Tested with Quartus Prime Lite 23.1.1 and Quartus Prime Standard 22.1.

10 Replies

  • sstrell's avatar
    sstrell
    Icon for Super Contributor rankSuper Contributor

    Well that's embarrassing that the documented template doesn't work!

    Where/how are you defining the parameter values?

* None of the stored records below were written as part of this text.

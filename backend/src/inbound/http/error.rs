//! HTTP adapter mapping for domain errors.
//!
//! The domain error type stays HTTP-agnostic; this module picks the status
//! code and serialises the error envelope, hiding internal messages.

use actix_web::error::JsonPayloadError;
use actix_web::{HttpRequest, HttpResponse, ResponseError, http::StatusCode, web};
use serde_json::json;
use tracing::{debug, error};

use crate::domain::{Error, ErrorCode, TRACE_ID_HEADER};

/// Convenient result alias for HTTP handlers.
pub type ApiResult<T> = Result<T, Error>;

fn status_for(code: ErrorCode) -> StatusCode {
    match code {
        ErrorCode::InvalidRequest | ErrorCode::EmailTaken => StatusCode::BAD_REQUEST,
        ErrorCode::Unauthorized => StatusCode::UNAUTHORIZED,
        ErrorCode::Forbidden | ErrorCode::ReauthRequired => StatusCode::FORBIDDEN,
        ErrorCode::NotFound => StatusCode::NOT_FOUND,
        ErrorCode::ServiceUnavailable => StatusCode::SERVICE_UNAVAILABLE,
        ErrorCode::InternalError => StatusCode::INTERNAL_SERVER_ERROR,
    }
}

fn redact_if_internal(error: &Error) -> Error {
    if matches!(error.code(), ErrorCode::InternalError) {
        let mut redacted = Error::internal("Internal server error");
        if let Some(id) = error.trace_id() {
            redacted = redacted.with_trace_id(id.to_owned());
        }
        redacted
    } else {
        error.clone()
    }
}

impl ResponseError for Error {
    fn status_code(&self) -> StatusCode {
        status_for(self.code())
    }

    fn error_response(&self) -> HttpResponse {
        let mut builder = HttpResponse::build(self.status_code());
        if let Some(id) = self.trace_id() {
            builder.insert_header((TRACE_ID_HEADER, id.to_owned()));
        }

        builder.json(redact_if_internal(self))
    }
}

impl From<actix_web::Error> for Error {
    fn from(err: actix_web::Error) -> Self {
        error!(error = %err, "actix error promoted to domain error");
        Error::internal("Internal server error")
    }
}

fn map_json_payload_error(err: JsonPayloadError, _req: &HttpRequest) -> actix_web::Error {
    debug!(error = %err, "rejected request body");
    Error::invalid_request("request body is not valid JSON for this endpoint")
        .with_details(json!({ "code": "invalid_json", "reason": err.to_string() }))
        .into()
}

/// JSON extractor configuration that reports malformed bodies with the
/// standard error envelope instead of actix's plain-text default.
pub fn json_config() -> web::JsonConfig {
    web::JsonConfig::default().error_handler(map_json_payload_error)
}

#[cfg(test)]
mod tests;
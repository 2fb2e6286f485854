//! Driving port for breed suggestions.

use async_trait::async_trait;

use crate::domain::{Error, Species};

#[async_trait]
pub trait BreedsQuery: Send + Sync {
    /// Breed names for `species` (or all species) ordered by name.
    async fn names(&self, species: Option<Species>) -> Result<Vec<String>, Error>;
}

Does the compiler give any warning or explanation why registers are being used instead of RAM blocks?

  • k_dz's avatar
    k_dz
    Icon for New Contributor rankNew Contributor

    To make sure that nothing else affects the synthesis, I'm just setting the file containing only byte_enabled_simple_dual_port_ram module as top level entity and let it use the default parameter values.

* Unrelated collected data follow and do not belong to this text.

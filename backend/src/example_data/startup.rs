//! Startup seeding orchestration.

use std::path::Path;
use std::sync::Arc;

use example_data::{RegistryError, SeedRegistry};
use mockable::DefaultClock;
use thiserror::Error;
use tracing::info;

use crate::domain::ports::{BreedRepository, PasswordHasher, PetRepository, UserRepository};
use crate::domain::{ExampleDataSeedOutcome, ExampleDataSeeder, ExampleDataSeedingError};
use crate::example_data::config::ExampleDataSettings;

/// Errors returned while executing startup seeding.
#[derive(Debug, Error)]
pub enum StartupSeedingError {
    /// Registry loading or parsing failed.
    #[error("registry error: {0}")]
    Registry(#[from] RegistryError),
    /// Seed conversion or persistence failed.
    #[error("example data seeding error: {0}")]
    Seeding(#[from] ExampleDataSeedingError),
}

/// Record store handles the seeder writes through.
pub struct SeedTargets<P, U, B> {
    pub pets: Arc<P>,
    pub users: Arc<U>,
    pub breeds: Arc<B>,
    pub hasher: Arc<dyn PasswordHasher>,
}

/// Apply example data on startup when enabled.
///
/// Returns `Ok(None)` when seeding is disabled.
///
/// # Examples
///
/// ```rust,no_run
/// use std::sync::Arc;
///
/// use pet_registry::example_data::{ExampleDataSettings, SeedTargets, seed_example_data_on_startup};
/// use pet_registry::outbound::memory::MemoryStore;
/// use pet_registry::outbound::security::Argon2PasswordHasher;
///
/// # async fn run() -> Result<(), Box<dyn std::error::Error>> {
/// let store = Arc::new(MemoryStore::new());
/// let targets = SeedTargets {
///     pets: store.clone(),
///     users: store.clone(),
///     breeds: store,
///     hasher: Arc::new(Argon2PasswordHasher::new()),
/// };
/// let settings = ExampleDataSettings { enabled: true, registry_path: None };
/// let outcome = seed_example_data_on_startup(&settings, targets).await?;
/// assert!(outcome.is_some());
/// # Ok(())
/// # }
/// ```
pub async fn seed_example_data_on_startup<P, U, B>(
    settings: &ExampleDataSettings,
    targets: SeedTargets<P, U, B>,
) -> Result<Option<ExampleDataSeedOutcome>, StartupSeedingError>
where
    P: PetRepository,
    U: UserRepository,
    B: BreedRepository,
{
    if !settings.is_enabled() {
        info!(reason = "disabled", "example data seeding skipped");
        return Ok(None);
    }

    let registry = load_registry(settings.registry_path())?;
    let seeder = ExampleDataSeeder::new(
        targets.pets,
        targets.users,
        targets.breeds,
        targets.hasher,
        Arc::new(DefaultClock),
    );
    let outcome = seeder.seed(&registry).await?;
    Ok(Some(outcome))
}

fn load_registry(path: Option<&Path>) -> Result<SeedRegistry, RegistryError> {
    match path {
        Some(path) => {
            info!(path = %path.display(), "loading example data registry");
            SeedRegistry::from_file(path)
        }
        None => SeedRegistry::bundled(),
    }
}

#[cfg(test)]
mod tests {
    //! Startup seeding against the in-memory store.

    use std::io::Write;

    use super::*;
    use crate::domain::ports::{BreedRepository, UserRepository};
    use crate::domain::{EmailAddress, Species};
    use crate::outbound::memory::MemoryStore;
    use crate::outbound::security::Argon2PasswordHasher;
    use rstest::rstest;

    fn targets(store: &Arc<MemoryStore>) -> SeedTargets<MemoryStore, MemoryStore, MemoryStore> {
        SeedTargets {
            pets: store.clone(),
            users: store.clone(),
            breeds: store.clone(),
            hasher: Arc::new(Argon2PasswordHasher::insecure_fast()),
        }
    }

    #[rstest]
    #[tokio::test]
    async fn disabled_settings_skip_seeding() {
        let store = Arc::new(MemoryStore::new());
        let outcome = seed_example_data_on_startup(&ExampleDataSettings::default(), targets(&store))
            .await
            .expect("disabled seeding succeeds");
        assert!(outcome.is_none());
        assert!(
            BreedRepository::list(&*store, Some(Species::Dog))
                .await
                .expect("breeds listed")
                .is_empty()
        );
    }

    #[rstest]
    #[tokio::test]
    async fn bundled_registry_seeds_account_and_breeds() {
        let store = Arc::new(MemoryStore::new());
        let settings = ExampleDataSettings {
            enabled: true,
            registry_path: None,
        };
        let outcome = seed_example_data_on_startup(&settings, targets(&store))
            .await
            .expect("seeding succeeds")
            .expect("seeding ran");
        assert!(outcome.account_created);
        assert!(outcome.breeds > 0);

        let email = EmailAddress::new("admin@test.com").expect("valid email");
        let account = UserRepository::find_by_email(&*store, &email)
            .await
            .expect("lookup works");
        assert!(account.is_some());
    }

    #[rstest]
    #[tokio::test]
    async fn registry_file_override_is_loaded() {
        let mut file = tempfile::NamedTempFile::new().expect("temp file");
        write!(
            file,
            r#"{{
                "version": 1,
                "breeds": {{"DOG": ["Beagle"], "CAT": ["Persa"]}},
                "account": {{"name": "Ada", "email": "ada@example.com", "password": "secret1"}},
                "pets": []
            }}"#
        )
        .expect("write registry");
        let store = Arc::new(MemoryStore::new());
        let settings = ExampleDataSettings {
            enabled: true,
            registry_path: Some(file.path().to_path_buf()),
        };
        let outcome = seed_example_data_on_startup(&settings, targets(&store))
            .await
            .expect("seeding succeeds")
            .expect("seeding ran");
        assert_eq!(outcome.breeds, 2);
        assert_eq!(outcome.pets, 0);
    }

    #[rstest]
    #[tokio::test]
    async fn missing_registry_file_is_reported() {
        let store = Arc::new(MemoryStore::new());
        let settings = ExampleDataSettings {
            enabled: true,
            registry_path: Some("/nonexistent/registry.json".into()),
        };
        let err = seed_example_data_on_startup(&settings, targets(&store))
            .await
            .expect_err("missing file fails");
        assert!(matches!(err, StartupSeedingError::Registry(_)));
    }
}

    Even with HDL_MESSAGE_LEVEL LEVEL3, SYNTH_MESSAGE_LEVEL HIGH and the ramstyle = "M10K" attribute there are no logs regarding ram variable, except for

    Info (10008): Verilog HDL or VHDL information: EDA Netlist Writer cannot regroup multidimensional array "ram" into its bus

    I would expect Quartus to at least point why the synthesis attribute is ignored.

    • k_dz's avatar
      k_dz
      Icon for New Contributor rankNew Contributor

      Here's the project archive containing both the version with for (set as top level, not inferred as RAM) and the one that has been manually unrolled (inferred as RAM). The _w_output archive additionally contains report files.

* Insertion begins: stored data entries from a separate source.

//! PostgreSQL-backed `PetRepository` implementation using Diesel ORM.
//!
//! Listing, counting and the species facets share one predicate builder,
//! [`filter_query`], so the three queries can never disagree about which
//! rows match.

use async_trait::async_trait;
use diesel::dsl::count_star;
use diesel::pg::Pg;
use diesel::prelude::*;
use diesel::sql_types::Bool;
use diesel_async::RunQueryDsl;
use tracing::warn;

use crate::domain::ports::{PetRepository, PetRepositoryError};
use crate::domain::{
    Pet, PetAge, PetDraft, PetFilter, PetId, PetText, SearchField, SearchTerm, Species, UserId,
};

use super::diesel_error_mapping::{map_diesel_error, map_pool_error};
use super::models::{NewPetRow, PetRow, PetUpdate};
use super::pool::{DbPool, PoolError};
use super::schema::pets;

type PetPredicate = Box<dyn BoxableExpression<pets::table, Pg, SqlType = Bool>>;

/// Diesel-backed implementation of the `PetRepository` port.
#[derive(Clone)]
pub struct DieselPetRepository {
    pool: DbPool,
}

impl DieselPetRepository {
    /// Create a new repository with the given connection pool.
    pub fn new(pool: DbPool) -> Self {
        Self { pool }
    }
}

fn pool_error(error: PoolError) -> PetRepositoryError {
    map_pool_error(error, PetRepositoryError::connection)
}

fn diesel_error(error: diesel::result::Error) -> PetRepositoryError {
    map_diesel_error(
        error,
        PetRepositoryError::query,
        PetRepositoryError::connection,
    )
}

/// Escape `LIKE` metacharacters and wrap the term for substring matching.
fn like_pattern(term: &SearchTerm) -> String {
    let mut pattern = String::with_capacity(term.as_str().len() + 2);
    pattern.push('%');
    for ch in term.as_str().chars() {
        if matches!(ch, '%' | '_' | '\\') {
            pattern.push('\\');
        }
        pattern.push(ch);
    }
    pattern.push('%');
    pattern
}

fn field_matches(field: SearchField, pattern: String) -> PetPredicate {
    match field {
        SearchField::Name => Box::new(pets::name.ilike(pattern)),
        SearchField::Breed => Box::new(pets::breed.ilike(pattern)),
        SearchField::OwnerName => Box::new(pets::owner_name.ilike(pattern)),
    }
}

fn filter_query<'a>(filter: &PetFilter) -> pets::BoxedQuery<'a, Pg> {
    let mut query = pets::table.into_boxed();
    if let Some(term) = &filter.term {
        let pattern = like_pattern(term);
        let any_field = SearchField::ALL
            .iter()
            .map(|field| field_matches(*field, pattern.clone()))
            .reduce(|left, right| -> PetPredicate { Box::new(left.or(right)) });
        if let Some(predicate) = any_field {
            query = query.filter(predicate);
        }
    }
    if let Some(species) = filter.species {
        query = query.filter(pets::species.eq(species.as_str()));
    }
    query
}

fn invalid_row(id: uuid::Uuid, detail: impl std::fmt::Display) -> PetRepositoryError {
    warn!(pet_id = %id, %detail, "stored pet row failed domain validation");
    PetRepositoryError::query("stored pet is invalid")
}

fn row_to_pet(row: PetRow) -> Result<Pet, PetRepositoryError> {
    let id = row.id;
    let text = |value: String| PetText::new(value).map_err(|err| invalid_row(id, err));
    let age = u8::try_from(row.age)
        .map(PetAge::new)
        .map_err(|err| invalid_row(id, err))?;
    let species: Species = row.species.parse().map_err(|err| invalid_row(id, err))?;

    Ok(Pet {
        id: PetId::from_uuid(row.id),
        owner_user_id: UserId::from_uuid(row.owner_user_id),
        draft: PetDraft {
            name: text(row.name)?,
            age,
            species,
            breed: text(row.breed)?,
            owner_name: text(row.owner_name)?,
            owner_contact: text(row.owner_contact)?,
            image: row.image,
        },
        created_at: row.created_at,
        updated_at: row.updated_at,
    })
}

fn new_row(pet: &Pet) -> NewPetRow<'_> {
    let draft = &pet.draft;
    NewPetRow {
        id: *pet.id.as_uuid(),
        owner_user_id: *pet.owner_user_id.as_uuid(),
        name: draft.name.as_ref(),
        age: i16::from(draft.age.years()),
        species: draft.species.as_str(),
        breed: draft.breed.as_ref(),
        owner_name: draft.owner_name.as_ref(),
        owner_contact: draft.owner_contact.as_ref(),
        image: draft.image.as_deref(),
        created_at: pet.created_at,
        updated_at: pet.updated_at,
    }
}

fn changeset(pet: &Pet) -> PetUpdate<'_> {
    let draft = &pet.draft;
    PetUpdate {
        name: draft.name.as_ref(),
        age: i16::from(draft.age.years()),
        species: draft.species.as_str(),
        breed: draft.breed.as_ref(),
        owner_name: draft.owner_name.as_ref(),
        owner_contact: draft.owner_contact.as_ref(),
        image: draft.image.as_deref(),
        updated_at: pet.updated_at,
    }
}

fn to_row_count(value: usize) -> u64 {
    u64::try_from(value).unwrap_or(u64::MAX)
}

#[async_trait]
impl PetRepository for DieselPetRepository {
    async fn create(&self, pet: &Pet) -> Result<(), PetRepositoryError> {
        let mut conn = self.pool.get().await.map_err(pool_error)?;
        diesel::insert_into(pets::table)
            .values(&new_row(pet))
            .execute(&mut conn)
            .await
            .map(|_| ())
            .map_err(diesel_error)
    }

    async fn update(&self, pet: &Pet) -> Result<bool, PetRepositoryError> {
        let mut conn = self.pool.get().await.map_err(pool_error)?;
        let updated = diesel::update(pets::table.find(pet.id.as_uuid()))
            .set(&changeset(pet))
            .execute(&mut conn)
            .await
            .map_err(diesel_error)?;
        Ok(updated > 0)
    }

    async fn delete(&self, id: &PetId) -> Result<bool, PetRepositoryError> {
        let mut conn = self.pool.get().await.map_err(pool_error)?;
        let deleted = diesel::delete(pets::table.find(id.as_uuid()))
            .execute(&mut conn)
            .await
            .map_err(diesel_error)?;
        Ok(deleted > 0)
    }

    async fn find_by_id(&self, id: &PetId) -> Result<Option<Pet>, PetRepositoryError> {
        let mut conn = self.pool.get().await.map_err(pool_error)?;
        let row: Option<PetRow> = pets::table
            .find(id.as_uuid())
            .select(PetRow::as_select())
            .first(&mut conn)
            .await
            .optional()
            .map_err(diesel_error)?;
        row.map(row_to_pet).transpose()
    }

    async fn list(
        &self,
        filter: &PetFilter,
        offset: u64,
        limit: u32,
    ) -> Result<Vec<Pet>, PetRepositoryError> {
        let offset = i64::try_from(offset)
            .map_err(|_| PetRepositoryError::query("page offset out of range"))?;
        let mut conn = self.pool.get().await.map_err(pool_error)?;
        let rows: Vec<PetRow> = filter_query(filter)
            .order((pets::created_at.desc(), pets::id.asc()))
            .offset(offset)
            .limit(i64::from(limit))
            .select(PetRow::as_select())
            .load(&mut conn)
            .await
            .map_err(diesel_error)?;
        rows.into_iter().map(row_to_pet).collect()
    }

    async fn count(&self, filter: &PetFilter) -> Result<u64, PetRepositoryError> {
        let mut conn = self.pool.get().await.map_err(pool_error)?;
        let total: i64 = filter_query(filter)
            .select(count_star())
            .first(&mut conn)
            .await
            .map_err(diesel_error)?;
        u64::try_from(total).map_err(|_| PetRepositoryError::query("negative row count"))
    }

    async fn delete_by_owner(&self, owner: &UserId) -> Result<u64, PetRepositoryError> {
        let mut conn = self.pool.get().await.map_err(pool_error)?;
        let deleted = diesel::delete(pets::table.filter(pets::owner_user_id.eq(owner.as_uuid())))
            .execute(&mut conn)
            .await
            .map_err(diesel_error)?;
        Ok(to_row_count(deleted))
    }

    async fn upsert_seed(&self, pet: &Pet) -> Result<(), PetRepositoryError> {
        let mut conn = self.pool.get().await.map_err(pool_error)?;
        // Seeding runs once at startup, so update-then-insert needs no lock.
        let updated = diesel::update(
            pets::table
                .filter(pets::owner_user_id.eq(pet.owner_user_id.as_uuid()))
                .filter(pets::name.eq(pet.draft.name.as_ref()))
                .filter(pets::owner_name.eq(pet.draft.owner_name.as_ref())),
        )
        .set(&changeset(pet))
        .execute(&mut conn)
        .await
        .map_err(diesel_error)?;
        if updated > 0 {
            return Ok(());
        }
        diesel::insert_into(pets::table)
            .values(&new_row(pet))
            .execute(&mut conn)
            .await
            .map(|_| ())
            .map_err(diesel_error)
    }
}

  • KennyT_altera's avatar
    KennyT_altera
    Icon for Super Contributor rankSuper Contributor

    Thanks for your design, after investigation, this user guide only can be used of Quartus Pro related devices.(Statix 10, Agilex 7 and etc).

    It will not be applicable for Std edition, https://www.intel.com/content/www/us/en/docs/programmable/683082/24-3/ram-with-byte-enable-signals.html#mwh1409959589276__example_SystemVerilog_Simple

    In your Quartus, if your right click and insert template, you will see this example in standard edition.

  • KennyT_altera's avatar
    KennyT_altera
    Icon for Super Contributor rankSuper Contributor

    I tested with the inserted template from Quartus Prime Std, it does not able to infer the M10K as well. What you will need to do is to use the IP directly from the Quartus Prime Std in order to infer it.

  • RichardT_altera's avatar
    RichardT_altera
    Icon for Super Contributor rankSuper Contributor

    May I know if you need further help regarding this case?


    Regards,

    Richard Tan


  • KennyT_altera's avatar
    KennyT_altera
    Icon for Super Contributor rankSuper Contributor

    As we do not receive any response from you on the previous answer that we have provided. Please login to ‘https://supporttickets.intel.com/s/?language=en_US’, view details of the desire request, and post a feed/response within the next 15 days to allow me to continue to support you. After 15 days, this thread will be transitioned to community support. The community users will be able to help you on your follow-up questions.



  • FvM's avatar
    FvM
    Icon for Super Contributor rankSuper Contributor

    Hi,

    found a better solution for Quartus Std., use generate for instead of simple for loop.

    genvar i;
    generate for (i = 0; i < NUM_BYTES; i++) begin : gen_be
       always@(posedge clk)
          if(we & be[i]) ram[waddr][i] <= wdata[i*BYTE_WIDTH +: BYTE_WIDTH];
    end
    endgenerate
    
       always@(posedge clk)
       begin
          q <= ram[raddr];
       end

    Regards
    Frank

    • k_dz's avatar
      k_dz
      Icon for New Contributor rankNew Contributor

      Although it uses dedicated memory resources and does not require repeating a single line, I'm not sure it's a better solution. In my testing it maps to NUM_BYTES separate M10K blocks and I couldn't find a way to convert it to write-first/"read new data", as Quartus requires blocking assignments to infer such same-port read-during-write behaviour.

      I know that I can just generate N separately driven RAM modules, each storing the i-th byte forming N-byte word, but that is just wasteful in many cases.